Write out every entry once more, character for character.
RECORDS FOR THE EXERCISE: Begin
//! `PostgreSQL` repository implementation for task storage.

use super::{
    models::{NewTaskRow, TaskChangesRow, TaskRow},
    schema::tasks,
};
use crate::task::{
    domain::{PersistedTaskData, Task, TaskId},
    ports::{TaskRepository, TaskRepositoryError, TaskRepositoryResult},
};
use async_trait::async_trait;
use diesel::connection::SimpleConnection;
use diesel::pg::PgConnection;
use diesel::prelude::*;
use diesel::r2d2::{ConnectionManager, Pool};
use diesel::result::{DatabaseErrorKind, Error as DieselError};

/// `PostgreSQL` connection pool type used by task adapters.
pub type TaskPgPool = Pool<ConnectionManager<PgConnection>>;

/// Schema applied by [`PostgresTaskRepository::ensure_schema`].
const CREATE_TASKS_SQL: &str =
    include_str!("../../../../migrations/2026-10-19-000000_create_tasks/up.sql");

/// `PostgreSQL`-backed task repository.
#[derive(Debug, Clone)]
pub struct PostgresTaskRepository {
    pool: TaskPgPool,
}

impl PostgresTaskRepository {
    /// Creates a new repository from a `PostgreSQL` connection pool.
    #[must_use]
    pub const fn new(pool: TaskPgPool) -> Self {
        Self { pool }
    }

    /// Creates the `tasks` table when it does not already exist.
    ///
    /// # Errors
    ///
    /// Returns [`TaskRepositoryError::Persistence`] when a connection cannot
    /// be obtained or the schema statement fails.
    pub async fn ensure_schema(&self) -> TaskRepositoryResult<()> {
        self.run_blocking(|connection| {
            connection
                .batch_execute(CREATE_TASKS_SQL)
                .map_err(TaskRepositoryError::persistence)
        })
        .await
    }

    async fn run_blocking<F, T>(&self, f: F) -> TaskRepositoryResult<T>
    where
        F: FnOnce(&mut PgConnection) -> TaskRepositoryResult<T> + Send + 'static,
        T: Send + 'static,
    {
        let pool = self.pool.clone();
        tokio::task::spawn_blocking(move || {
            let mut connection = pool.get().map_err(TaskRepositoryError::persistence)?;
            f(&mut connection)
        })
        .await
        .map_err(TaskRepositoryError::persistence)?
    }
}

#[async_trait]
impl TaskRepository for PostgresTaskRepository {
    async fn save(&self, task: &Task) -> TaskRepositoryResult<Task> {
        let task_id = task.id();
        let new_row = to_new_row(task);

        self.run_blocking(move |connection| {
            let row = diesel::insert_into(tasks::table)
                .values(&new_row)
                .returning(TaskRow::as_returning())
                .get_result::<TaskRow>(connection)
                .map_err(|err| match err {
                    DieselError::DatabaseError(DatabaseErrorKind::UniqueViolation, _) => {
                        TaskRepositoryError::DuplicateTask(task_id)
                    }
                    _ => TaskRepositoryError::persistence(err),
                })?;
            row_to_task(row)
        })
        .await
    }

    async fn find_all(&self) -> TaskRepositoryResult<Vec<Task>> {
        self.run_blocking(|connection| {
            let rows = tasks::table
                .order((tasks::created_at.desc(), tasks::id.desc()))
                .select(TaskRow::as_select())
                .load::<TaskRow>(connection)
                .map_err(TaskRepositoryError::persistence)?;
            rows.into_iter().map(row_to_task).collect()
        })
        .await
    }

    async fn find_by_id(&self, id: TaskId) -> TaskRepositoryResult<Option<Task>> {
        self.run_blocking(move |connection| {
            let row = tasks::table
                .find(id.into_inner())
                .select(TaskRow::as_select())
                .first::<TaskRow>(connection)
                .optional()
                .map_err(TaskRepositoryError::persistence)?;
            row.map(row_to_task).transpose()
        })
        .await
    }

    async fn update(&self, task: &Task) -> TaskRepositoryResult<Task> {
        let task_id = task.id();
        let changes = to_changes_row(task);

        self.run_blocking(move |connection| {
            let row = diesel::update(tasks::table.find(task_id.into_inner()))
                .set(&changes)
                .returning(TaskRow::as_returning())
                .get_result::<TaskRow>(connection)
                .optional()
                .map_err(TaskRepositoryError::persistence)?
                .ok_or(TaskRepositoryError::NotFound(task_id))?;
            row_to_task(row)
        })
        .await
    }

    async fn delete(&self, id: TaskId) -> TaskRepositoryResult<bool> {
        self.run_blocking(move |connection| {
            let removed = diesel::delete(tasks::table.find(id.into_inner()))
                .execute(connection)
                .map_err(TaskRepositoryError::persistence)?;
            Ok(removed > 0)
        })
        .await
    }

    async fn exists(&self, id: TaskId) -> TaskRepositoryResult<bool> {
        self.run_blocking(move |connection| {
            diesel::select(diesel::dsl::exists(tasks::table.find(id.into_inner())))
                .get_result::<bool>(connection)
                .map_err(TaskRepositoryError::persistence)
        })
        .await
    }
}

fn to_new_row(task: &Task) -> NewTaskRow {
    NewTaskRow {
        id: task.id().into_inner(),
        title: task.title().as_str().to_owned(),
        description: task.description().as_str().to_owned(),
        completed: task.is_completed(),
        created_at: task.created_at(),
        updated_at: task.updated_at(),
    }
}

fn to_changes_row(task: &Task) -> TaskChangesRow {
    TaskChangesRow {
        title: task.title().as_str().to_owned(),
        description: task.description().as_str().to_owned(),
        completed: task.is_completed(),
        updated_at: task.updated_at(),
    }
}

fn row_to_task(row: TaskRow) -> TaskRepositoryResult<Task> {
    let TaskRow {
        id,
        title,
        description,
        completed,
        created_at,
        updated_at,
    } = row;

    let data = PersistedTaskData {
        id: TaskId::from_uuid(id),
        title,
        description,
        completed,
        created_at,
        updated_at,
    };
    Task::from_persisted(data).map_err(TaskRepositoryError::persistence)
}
RECORDS FOR THE EXERCISE: End
YOUR SOLUTION:
//! `PostgreSQL` repository implementation for task storage.

use super::{
    models::{NewTaskRow, TaskChangesRow, TaskRow},
    schema::tasks,
};
use crate::task::{
    domain::{PersistedTaskData, Task, TaskId},
    ports::{TaskRepository, TaskRepositoryError, TaskRepositoryResult},
};
use async_trait::async_trait;
use diesel::connection::SimpleConnection;
use diesel::pg::PgConnection;
use diesel::prelude::*;
use diesel::r2d2::{ConnectionManager, Pool};
use diesel::result::{DatabaseErrorKind, Error as DieselError};

/// `PostgreSQL` connection pool type used by task adapters.
pub type TaskPgPool = Pool<ConnectionManager<PgConnection>>;

/// Schema applied by [`PostgresTaskRepository::ensure_schema`].
const CREATE_TASKS_SQL: &str =
    include_str!("../../../../migrations/2026-10-19-000000_create_tasks/up.sql");

/// `PostgreSQL`-backed task repository.
#[derive(Debug, Clone)]
pub struct PostgresTaskRepository {
    pool: TaskPgPool,
}

impl PostgresTaskRepository {
    /// Creates a new repository from a `PostgreSQL` connection pool.
    #[must_use]
    pub const fn new(pool: TaskPgPool) -> Self {
        Self { pool }
    }

    /// Creates the `tasks` table when it does not already exist.
    ///
    /// # Errors
    ///
    /// Returns [`TaskRepositoryError::Persistence`] when a connection cannot
    /// be obtained or the schema statement fails.
    pub async fn ensure_schema(&self) -> TaskRepositoryResult<()> {
        self.run_blocking(|connection| {
            connection
                .batch_execute(CREATE_TASKS_SQL)
                .map_err(TaskRepositoryError::persistence)
        })
        .await
    }

    async fn run_blocking<F, T>(&self, f: F) -> TaskRepositoryResult<T>
    where
        F: FnOnce(&mut PgConnection) -> TaskRepositoryResult<T> + Send + 'static,
        T: Send + 'static,
    {
        let pool = self.pool.clone();
        tokio::task::spawn_blocking(move || {
            let mut connection = pool.get().map_err(TaskRepositoryError::persistence)?;
            f(&mut connection)
        })
        .await
        .map_err(TaskRepositoryError::persistence)?
    }
}

#[async_trait]
impl TaskRepository for PostgresTaskRepository {
    async fn save(&self, task: &Task) -> TaskRepositoryResult<Task> {
        let task_id = task.id();
        let new_row = to_new_row(task);

        self.run_blocking(move |connection| {
            let row = diesel::insert_into(tasks::table)
                .values(&new_row)
                .returning(TaskRow::as_returning())
                .get_result::<TaskRow>(connection)
                .map_err(|err| match err {
                    DieselError::DatabaseError(DatabaseErrorKind::UniqueViolation, _) => {
                        TaskRepositoryError::DuplicateTask(task_id)
                    }
                    _ => TaskRepositoryError::persistence(err),
                })?;
            row_to_task(row)
        })
        .await
    }

    async fn find_all(&self) -> TaskRepositoryResult<Vec<Task>> {
        self.run_blocking(|connection| {
            let rows = tasks::table
                .order((tasks::created_at.desc(), tasks::id.desc()))
                .select(TaskRow::as_select())
                .load::<TaskRow>(connection)
                .map_err(TaskRepositoryError::persistence)?;
            rows.into_iter().map(row_to_task).collect()
        })
        .await
    }

    async fn find_by_id(&self, id: TaskId) -> TaskRepositoryResult<Option<Task>> {
        self.run_blocking(move |connection| {
            let row = tasks::table
                .find(id.into_inner())
                .select(TaskRow::as_select())
                .first::<TaskRow>(connection)
                .optional()
                .map_err(TaskRepositoryError::persistence)?;
            row.map(row_to_task).transpose()
        })
        .await
    }

    async fn update(&self, task: &Task) -> TaskRepositoryResult<Task> {
        let task_id = task.id();
        let changes = to_changes_row(task);

        self.run_blocking(move |connection| {
            let row = diesel::update(tasks::table.find(task_id.into_inner()))
                .set(&changes)
                .returning(TaskRow::as_returning())
                .get_result::<TaskRow>(connection)
                .optional()
                .map_err(TaskRepositoryError::persistence)?
                .ok_or(TaskRepositoryError::NotFound(task_id))?;
            row_to_task(row)
        })
        .await
    }

    async fn delete(&self, id: TaskId) -> TaskRepositoryResult<bool> {
        self.run_blocking(move |connection| {
            let removed = diesel::delete(tasks::table.find(id.into_inner()))
                .execute(connection)
                .map_err(TaskRepositoryError::persistence)?;
            Ok(removed > 0)
        })
        .await
    }

    async fn exists(&self, id: TaskId) -> TaskRepositoryResult<bool> {
        self.run_blocking(move |connection| {
            diesel::select(diesel::dsl::exists(tasks::table.find(id.into_inner())))
                .get_result::<bool>(connection)
                .map_err(TaskRepositoryError::persistence)
        })
        .await
    }
}

fn to_new_row(task: &Task) -> NewTaskRow {
    NewTaskRow {
        id: task.id().into_inner(),
        title: task.title().as_str().to_owned(),
        description: task.description().as_str().to_owned(),
        completed: task.is_completed(),
        created_at: task.created_at(),
        updated_at: task.updated_at(),
    }
}

fn to_changes_row(task: &Task) -> TaskChangesRow {
    TaskChangesRow {
        title: task.title().as_str().to_owned(),
        description: task.description().as_str().to_owned(),
        completed: task.is_completed(),
        updated_at: task.updated_at(),
    }
}

fn row_to_task(row: TaskRow) -> TaskRepositoryResult<Task> {
    let TaskRow {
        id,
        title,
        description,
        completed,
        created_at,
        updated_at,
    } = row;

    let data = PersistedTaskData {
        id: TaskId::from_uuid(id),
        title,
        description,
        completed,
        created_at,
        updated_at,
    };
    Task::from_persisted(data).map_err(TaskRepositoryError::persistence)
}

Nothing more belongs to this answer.